The untapped potential
Foldit has proved to be a useful new tool in the study of protein folding. Using games to tap into the wisdom of crowds has resulted in tangible advances. It is intriguing to consider whether games can be productively used in other areas of biology, including genomics. For example, might it be possible to build a game out of predicting phenotype from genotype?
In addition to expanding the scientific scope of games, there is also the opportunity to substantially expand the size of the scientific gamer population. Foldit has attracted almost 230,000 players since its release. What is most remarkable is not how massive this figure is, but how much more massive it could become. It is estimated that hundreds of millions of gamers worldwide collectively spend more than 3 billion hours per week playing video games . If just 1% of that effort - now spent on pursuits such as Solitaire, World of Warcraft and Angry Birds - could regularly be applied to purposeful scientific games, we could accomplish all of the work conducted by Foldit players in the past 3 years many times every single week.

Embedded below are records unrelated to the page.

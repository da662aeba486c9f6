//! TCP stream transport, optionally wrapped in TLS
//!
//! The audio stream is raw PCM with no framing, so the transport only needs
//! to guarantee that every byte handed to [`Connection::send`] is written in
//! order. Nagle's algorithm is disabled to keep small chunks moving.

use std::net::SocketAddr;
use tokio::io::AsyncWriteExt;
use tokio::net::TcpStream;
use tokio_rustls::client::TlsStream;
use tokio_rustls::TlsConnector;

use crate::error::TransportError;
use crate::network::tls::{server_name, TlsConfig};

enum Stream {
    Plain(TcpStream),
    Tls(Box<TlsStream<TcpStream>>),
}

/// An established stream connection
pub struct Connection {
    stream: Option<Stream>,
    peer: SocketAddr,
    encrypted: bool,
}

impl std::fmt::Debug for Connection {
    fn fmt(&self, f: &mut std::fmt::Formatter<'_>) -> std::fmt::Result {
        f.debug_struct("Connection")
            .field("peer", &self.peer)
            .field("encrypted", &self.encrypted)
            .field("open", &self.is_open())
            .finish()
    }
}

impl Connection {
    /// Connect to `host:port`, performing the TLS handshake if `tls` is given.
    ///
    /// `host` is also the identity expected in the receiver's certificate.
    pub async fn connect(
        host: &str,
        port: u16,
        tls: Option<&TlsConfig>,
    ) -> Result<Self, TransportError> {
        let target = format!("{}:{}", host, port);
        let tcp = TcpStream::connect((host, port))
            .await
            .map_err(|source| TransportError::Connect {
                target: target.clone(),
                source,
            })?;

        tcp.set_nodelay(true)
            .map_err(|source| TransportError::Connect {
                target: target.clone(),
                source,
            })?;

        let peer = tcp.peer_addr().map_err(|source| TransportError::Connect {
            target: target.clone(),
            source,
        })?;

        let stream = match tls {
            Some(config) => {
                let name = server_name(host)
                    .map_err(|e| TransportError::InvalidServerName(e.to_string()))?;
                let connector = TlsConnector::from(config.client_config());
                let tls_stream = connector
                    .connect(name, tcp)
                    .await
                    .map_err(TransportError::TlsHandshake)?;
                Stream::Tls(Box::new(tls_stream))
            }
            None => Stream::Plain(tcp),
        };

        tracing::debug!("Connected to {} (TLS: {})", peer, tls.is_some());

        Ok(Self {
            stream: Some(stream),
            peer,
            encrypted: tls.is_some(),
        })
    }

    /// Write all of `data`; partial writes are retried until done or failed
    pub async fn send(&mut self, data: &[u8]) -> Result<(), TransportError> {
        match self.stream.as_mut() {
            Some(Stream::Plain(tcp)) => tcp.write_all(data).await.map_err(TransportError::Send),
            Some(Stream::Tls(tls)) => {
                tls.write_all(data).await.map_err(TransportError::Send)?;
                // Push the TLS record out instead of waiting for more data
                tls.flush().await.map_err(TransportError::Send)
            }
            None => Err(TransportError::Closed),
        }
    }

    /// Shut down the write side and release the socket.
    ///
    /// Safe to call any number of times; shutdown errors are only logged.
    pub async fn close(&mut self) {
        let Some(stream) = self.stream.take() else {
            return;
        };

        let result = match stream {
            Stream::Plain(mut tcp) => tcp.shutdown().await,
            Stream::Tls(mut tls) => tls.shutdown().await,
        };
        if let Err(e) = result {
            tracing::debug!("Shutdown of {} failed: {}", self.peer, e);
        }
    }

    pub fn is_open(&self) -> bool {
        self.stream.is_some()
    }

    pub fn is_encrypted(&self) -> bool {
        self.encrypted
    }

    pub fn peer_addr(&self) -> SocketAddr {
        self.peer
    }

    /// Whether TCP_NODELAY is set on the underlying socket
    pub fn nodelay(&self) -> Option<bool> {
        match self.stream.as_ref()? {
            Stream::Plain(tcp) => tcp.nodelay().ok(),
            Stream::Tls(tls) => tls.get_ref().0.nodelay().ok(),
        }
    }
}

Scientific discovery, or scientist discovery?
Most crowdsourcing initiatives, including other so-called 'games with a purpose' , work by decomposing one massive project into a very large number of simple tasks, which are then distributed among a very large population of participants. For example, the ESP Game (named for the apparent extrasensory perception involved in gameplay) succeeded in producing labels for millions of images by distributing this task over tens of thousands of game players . For crowdsourcing projects like this, nearly any volunteer can add a tangible, even if small, contribution with a minimal amount of training. And each incremental contribution gets the entire project incrementally closer to the overall goal.
However, the challenge of protein folding is neither simple nor easily decomposable. Whether it is presented in the context of a game or not, writing an algorithm for solving protein structures is a hard problem whose solution requires both problem-solving talent and perseverance.
Therefore, the developers of Foldit developed a qualitatively different type of crowdsourcing project. Foldit uses a game to recruit a large number of participants as a mechanism to identify players with exceptional skills. Its large player community and well-defined scoring system allow Foldit to identify the relatively few players that can make tangible contributions to the scientific goals. This unique and unprecedented group of gamer-scientists is made up of highly experienced problem solvers with extremely diverse backgrounds - an ideal recipe for creative group problem solving. Without Foldit, this talent and energy would probably have been used on less valuable tasks - such as ridding a game world of zombies.
Zoran Popović, one of the founders of the Foldit project, has a truly audacious ambition for their community of game players:
Our ultimate goal is to have ordinary people play the game and eventually be candidates for winning the Nobel Prize.
Whether or not Foldit eventually empowers one of its game players to win science's highest prize, it is clear from these recent studies that purposefully designed games can help advance scientific progress. And that is epic indeed.